For his work on a system that efficiently prevents hackers from obtaining sensitive information, Anurag Khandelwal was awarded the Distinguished Paper Award at the 29th USENIX Security Symposium. 

Khandelwal, assistant professor of computer science, received the award for his work in developing Pancake, a system that could advance the field of secure storage systems. It was designed as a solution to a common problem. 

“When you offer your data to the cloud, you can encrypt it so that people don’t know what’s inside the data,” Khandelwal said. However, hackers can still observe how often you access each of the data items, including sensitive information such as medical records. By looking at the access patterns, they can correlate it with other types of information. For instance, by knowing that diabetes is a disease three times as common as cancer, an adversary can compare that information to the user’s access patterns and conclude with high probability that a patient has a certain illness.  

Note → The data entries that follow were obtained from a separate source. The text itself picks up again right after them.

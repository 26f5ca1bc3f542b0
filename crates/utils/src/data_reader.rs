use std::io::{self, Read, Seek};

/// A positioned little-endian reader over a byte stream.
///
/// Every read is bounds-checked by the underlying stream; reads past the end
/// surface as `io::Error` instead of returning garbage.
pub trait DataReader {
    fn read_u8(&mut self) -> io::Result<u8>;
    fn read_u16_le(&mut self) -> io::Result<u16>;
    fn read_i16_le(&mut self) -> io::Result<i16>;
    fn read_u24_le(&mut self) -> io::Result<u32>;
    fn read_u32_le(&mut self) -> io::Result<u32>;
    fn read_exact(&mut self, buf: &mut [u8]) -> io::Result<()>;
    fn seek_to(&mut self, offset: u32) -> io::Result<()>;
    fn seek_end(&mut self, rewind: u32) -> io::Result<()>;
    fn skip(&mut self, count: u32) -> io::Result<()>;
    fn tell(&mut self) -> io::Result<u32>;
    fn file_size(&mut self) -> io::Result<u32>;
}

impl<T> DataReader for Box<T>
where
    T: DataReader + ?Sized,
{
    fn read_u8(&mut self) -> io::Result<u8> {
        (**self).read_u8()
    }

    fn read_u16_le(&mut self) -> io::Result<u16> {
        (**self).read_u16_le()
    }

    fn read_i16_le(&mut self) -> io::Result<i16> {
        (**self).read_i16_le()
    }

    fn read_u24_le(&mut self) -> io::Result<u32> {
        (**self).read_u24_le()
    }

    fn read_u32_le(&mut self) -> io::Result<u32> {
        (**self).read_u32_le()
    }

    fn read_exact(&mut self, buf: &mut [u8]) -> io::Result<()> {
        (**self).read_exact(buf)
    }

    fn seek_to(&mut self, offset: u32) -> io::Result<()> {
        (**self).seek_to(offset)
    }

    fn seek_end(&mut self, rewind: u32) -> io::Result<()> {
        (**self).seek_end(rewind)
    }

    fn skip(&mut self, count: u32) -> io::Result<()> {
        (**self).skip(count)
    }

    fn tell(&mut self) -> io::Result<u32> {
        (**self).tell()
    }

    fn file_size(&mut self) -> io::Result<u32> {
        (**self).file_size()
    }
}

pub struct IoDataReader<R>(R);

impl<R: Read + Seek> IoDataReader<R> {
    pub fn new(reader: R) -> IoDataReader<R> {
        IoDataReader(reader)
    }
}

impl<R: Read + Seek> DataReader for IoDataReader<R> {
    fn read_u8(&mut self) -> io::Result<u8> {
        let mut buf = [0; 1];
        self.0.read_exact(&mut buf)?;
        Ok(buf[0])
    }

    fn read_u16_le(&mut self) -> io::Result<u16> {
        let mut buf = [0; 2];
        self.0.read_exact(&mut buf)?;
        Ok(u16::from_le_bytes(buf))
    }

    fn read_i16_le(&mut self) -> io::Result<i16> {
        let mut buf = [0; 2];
        self.0.read_exact(&mut buf)?;
        Ok(i16::from_le_bytes(buf))
    }

    fn read_u24_le(&mut self) -> io::Result<u32> {
        let mut buf = [0; 3];
        self.0.read_exact(&mut buf)?;
        Ok(u32::from_le_bytes([buf[0], buf[1], buf[2], 0]))
    }

    fn read_u32_le(&mut self) -> io::Result<u32> {
        let mut buf = [0; 4];
        self.0.read_exact(&mut buf)?;
        Ok(u32::from_le_bytes(buf))
    }

    fn read_exact(&mut self, buf: &mut [u8]) -> io::Result<()> {
        self.0.read_exact(buf)
    }

    fn seek_to(&mut self, offset: u32) -> io::Result<()> {
        self.0.seek(io::SeekFrom::Start(u64::from(offset)))?;
        Ok(())
    }

    fn seek_end(&mut self, rewind: u32) -> io::Result<()> {
        self.0.seek(io::SeekFrom::End(-i64::from(rewind)))?;
        Ok(())
    }

    fn skip(&mut self, count: u32) -> io::Result<()> {
        self.0.seek(io::SeekFrom::Current(i64::from(count)))?;
        Ok(())
    }

    fn tell(&mut self) -> io::Result<u32> {
        Ok(self.0.stream_position()?.try_into().unwrap())
    }

    fn file_size(&mut self) -> io::Result<u32> {
        let curr_offset = self.tell()?;
        let result = self.0.seek(io::SeekFrom::End(0))?.try_into().unwrap();
        self.seek_to(curr_offset)?;
        Ok(result)
    }
}

#[cfg(test)]
mod tests {
    use std::io::Cursor;

    use super::*;

    #[test]
    fn reads_little_endian_fields() {
        let data: &[u8] = &[0x01, 0x02, 0x03, 0xFF, 0xFF, 0x04, 0x05, 0x06, 0x07];
        let mut reader = IoDataReader::new(Cursor::new(data));
        assert_eq!(reader.read_u8().unwrap(), 0x01);
        assert_eq!(reader.read_u16_le().unwrap(), 0x0302);
        assert_eq!(reader.read_i16_le().unwrap(), -1);
        assert_eq!(reader.read_u32_le().unwrap(), 0x07060504);
        assert_eq!(reader.tell().unwrap(), 9);
    }

    #[test]
    fn read_u24_stops_after_three_bytes() {
        let data: &[u8] = &[0xAA, 0xBB, 0xCC, 0xDD];
        let mut reader = IoDataReader::new(Cursor::new(data));
        assert_eq!(reader.read_u24_le().unwrap(), 0x00CCBBAA);
        assert_eq!(reader.tell().unwrap(), 3);
    }

    #[test]
    fn read_past_end_is_an_error() {
        let data: &[u8] = &[0x01];
        let mut reader = IoDataReader::new(Cursor::new(data));
        assert!(reader.read_u16_le().is_err());
    }

    #[test]
    fn file_size_preserves_position() {
        let data: &[u8] = &[0; 16];
        let mut reader = IoDataReader::new(Cursor::new(data));
        reader.seek_to(4).unwrap();
        assert_eq!(reader.file_size().unwrap(), 16);
        assert_eq!(reader.tell().unwrap(), 4);
    }
}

Some security systems try to foil these types of attacks by creating additional accesses to the data to confuse hackers. This approach, though, takes a significant toll on the computer system’s performance. With the Pancake system, Khandelwal and his team created a system that tracks the frequency of how the data is accessed, and then distributes it equally to disguise the specifics that would give hackers crucial information. This proved significantly more efficient than systems that add data accesses.  

“We were able to reduce the overhead significantly by using this approach where you smooth the frequency of access across all these data items,” he said.

Khandelwal said he and his collaborators plan to continue pursuing the various research directions of the work.